In the last two decades, the number of mobile clinics has grown to about 2,000 throughout the country, according to the Mobile Health Clinics Association.
“What we are seeing is greater acceptance that mobile care can be really high-quality care,” says Dr. Delaney Gracy, chief medical officer with the Children’s Health Fund. “More people are realizing that mobile health is an important part of safety net care.”
At the teen health van’s exam room, Ammerman is ending his consultation with Ernesto by handing him packages of nicotine gum, the medication Ernesto chose from several options to help him quit smoking. Before Ernesto leaves, Ammerman has one last question for first-time patients like him.
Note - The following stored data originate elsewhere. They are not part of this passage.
// Copyright (c) 2025 The Spindle contributors.
//
// Permission is hereby granted, free of charge, to any person obtaining
// a copy of this software and associated documentation files (the
// "Software"), to deal in the Software without restriction, including
// without limitation the rights to use, copy, modify, merge, publish,
// distribute, sublicense, and/or sell copies of the Software, and to
// permit persons to whom the Software is furnished to do so, subject to
// the following conditions:
//
// The above copyright notice and this permission notice shall be
// included in all copies or substantial portions of the Software.
//
// THE SOFTWARE IS PROVIDED "AS IS", WITHOUT WARRANTY OF ANY KIND,
// EXPRESS OR IMPLIED, INCLUDING BUT NOT LIMITED TO THE WARRANTIES OF
// MERCHANTABILITY, FITNESS FOR A PARTICULAR PURPOSE AND
// NONINFRINGEMENT. IN NO EVENT SHALL THE AUTHORS OR COPYRIGHT HOLDERS BE
// LIABLE FOR ANY CLAIM, DAMAGES OR OTHER LIABILITY, WHETHER IN AN ACTION
// OF CONTRACT, TORT OR OTHERWISE, ARISING FROM, OUT OF OR IN CONNECTION
// WITH THE SOFTWARE OR THE USE OR OTHER DEALINGS IN THE SOFTWARE.

//! Spindle-Core: foundation utilities
//!
//! Small, dependency-free building blocks shared by every other spindle
//! crate. Nothing in here knows about turbines, catalogs, or search; the
//! crate only provides the vocabulary the rest of the workspace speaks.
//!
//! Module map
//! - `utils::index`: zero-cost phantom-tagged indices.
//! - `num::fitness`: a totally ordered wrapper over `f64` objective values.

pub mod num;
pub mod utils;
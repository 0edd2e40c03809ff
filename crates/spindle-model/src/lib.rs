// Copyright (c) 2025 The Spindle contributors.
//
// Permission is hereby granted, free of charge, to any person obtaining
// a copy of this software and associated documentation files (the
// "Software"), to deal in the Software without restriction, including
// without limitation the rights to use, copy, modify, merge, publish,
// distribute, sublicense, and/or sell copies of the Software, and to
// permit persons to whom the Software is furnished to do so, subject to
// the following conditions:
//
// The above copyright notice and this permission notice shall be
// included in all copies or substantial portions of the Software.
//
// THE SOFTWARE IS PROVIDED "AS IS", WITHOUT WARRANTY OF ANY KIND,
// EXPRESS OR IMPLIED, INCLUDING BUT NOT LIMITED TO THE WARRANTIES OF
// MERCHANTABILITY, FITNESS FOR A PARTICULAR PURPOSE AND
// NONINFRINGEMENT. IN NO EVENT SHALL THE AUTHORS OR COPYRIGHT HOLDERS BE
// LIABLE FOR ANY CLAIM, DAMAGES OR OTHER LIABILITY, WHETHER IN AN ACTION
// OF CONTRACT, TORT OR OTHERWISE, ARISING FROM, OUT OF OR IN CONNECTION
// WITH THE SOFTWARE OR THE USE OR OTHER DEALINGS IN THE SOFTWARE.

//! Spindle-Model: the problem data layer
//!
//! Everything the search engines consume but never mutate lives here:
//! the part catalog, adjacency placement rules, per-variant usage
//! limits, the hollow shaft mask, and the candidate layout types the
//! engines yield. The crate has no search logic of its own; it is the
//! read-only contract between a caller and a running design stream.
//!
//! Module map
//! - `catalog`: immutable part variants and the stock catalogs.
//! - `placement`: adjacency rules evaluated over grid neighborhoods.
//! - `constraints`: per-variant usage limits, validated on construction.
//! - `shaft`: the centered hollow region of a grid layout.
//! - `layout`: sequence and grid candidates yielded by the engines.
//! - `complexity`: a log-space gauge of the raw assignment space.
//! - `index`: typed indices for variants and sequence slots.
//! - `error`: fatal validation errors.

pub mod catalog;
pub mod complexity;
pub mod constraints;
pub mod error;
pub mod index;
pub mod layout;
pub mod placement;
pub mod shaft;
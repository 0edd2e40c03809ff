// Copyright (c) 2025 The Spindle contributors.
//
// Permission is hereby granted, free of charge, to any person obtaining
// a copy of this software and associated documentation files (the
// "Software"), to deal in the Software without restriction, including
// without limitation the rights to use, copy, modify, merge, publish,
// distribute, sublicense, and/or sell copies of the Software, and to
// permit persons to whom the Software is furnished to do so, subject to
// the following conditions:
//
// The above copyright notice and this permission notice shall be
// included in all copies or substantial portions of the Software.
//
// THE SOFTWARE IS PROVIDED "AS IS", WITHOUT WARRANTY OF ANY KIND,
// EXPRESS OR IMPLIED, INCLUDING BUT NOT LIMITED TO THE WARRANTIES OF
// MERCHANTABILITY, FITNESS FOR A PARTICULAR PURPOSE AND
// NONINFRINGEMENT. IN NO EVENT SHALL THE AUTHORS OR COPYRIGHT HOLDERS BE
// LIABLE FOR ANY CLAIM, DAMAGES OR OTHER LIABILITY, WHETHER IN AN ACTION
// OF CONTRACT, TORT OR OTHERWISE, ARISING FROM, OUT OF OR IN CONNECTION
// WITH THE SOFTWARE OR THE USE OR OTHER DEALINGS IN THE SOFTWARE.

//! Mean conductivity scoring for dynamo coil grids: conducting coils
//! contribute their conductivity, structural cells (casings,
//! connectors) fill space without scoring, and fitness is the mean over
//! conducting coils only.

use crate::eval::objective::{mean_upper_bound, GridObjective, ScoreFrame};
use spindle_core::num::fitness::Fitness;
use spindle_model::catalog::Catalog;
use spindle_model::index::VariantIndex;

/// Mean-conductivity scoring.
#[derive(Clone, Copy, Debug, Default, PartialEq, Eq)]
pub struct MeanConductivity;

impl MeanConductivity {
    #[inline]
    pub fn new() -> Self {
        Self
    }
}

impl GridObjective for MeanConductivity {
    fn name(&self) -> &str {
        "MeanConductivity"
    }

    fn extend(&self, catalog: &Catalog, variant: VariantIndex, frame: &ScoreFrame) -> ScoreFrame {
        let part = catalog.variant(variant);
        if part.is_scoring() {
            ScoreFrame {
                sum: frame.sum + part.coefficient(),
                scored: frame.scored + 1,
                expansion: frame.expansion,
            }
        } else {
            *frame
        }
    }

    fn upper_bound(&self, catalog: &Catalog, frame: &ScoreFrame, remaining: usize) -> Fitness {
        Fitness::new(mean_upper_bound(
            frame,
            remaining,
            catalog.max_scoring_coefficient(),
        ))
    }

    fn finalize(&self, frame: &ScoreFrame) -> Fitness {
        Fitness::new(frame.mean())
    }
}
“We literally ask each kid, ‘What are you good at, what are your strengths?’ And they’re shocked at this question because no one’s ever asked that before,” says Ammerman.
When Ernesto’s turn comes to answer, he thinks for a while before responding.
“Um … I like to work and stay busy,” says Ernesto. “And I motivate my brothers a lot, as much as I can.”
“Cool! That’s a really cool thing,” responds Ammerman.
As his patients successfully take steps to care for their health, says Ammerman, they also gain the confidence to tackle other goals, like getting steady housing.
“These kids have strengths, and by focusing on their strengths it can really make a difference. Because strength builds strength. And success builds success,” says Ammerman.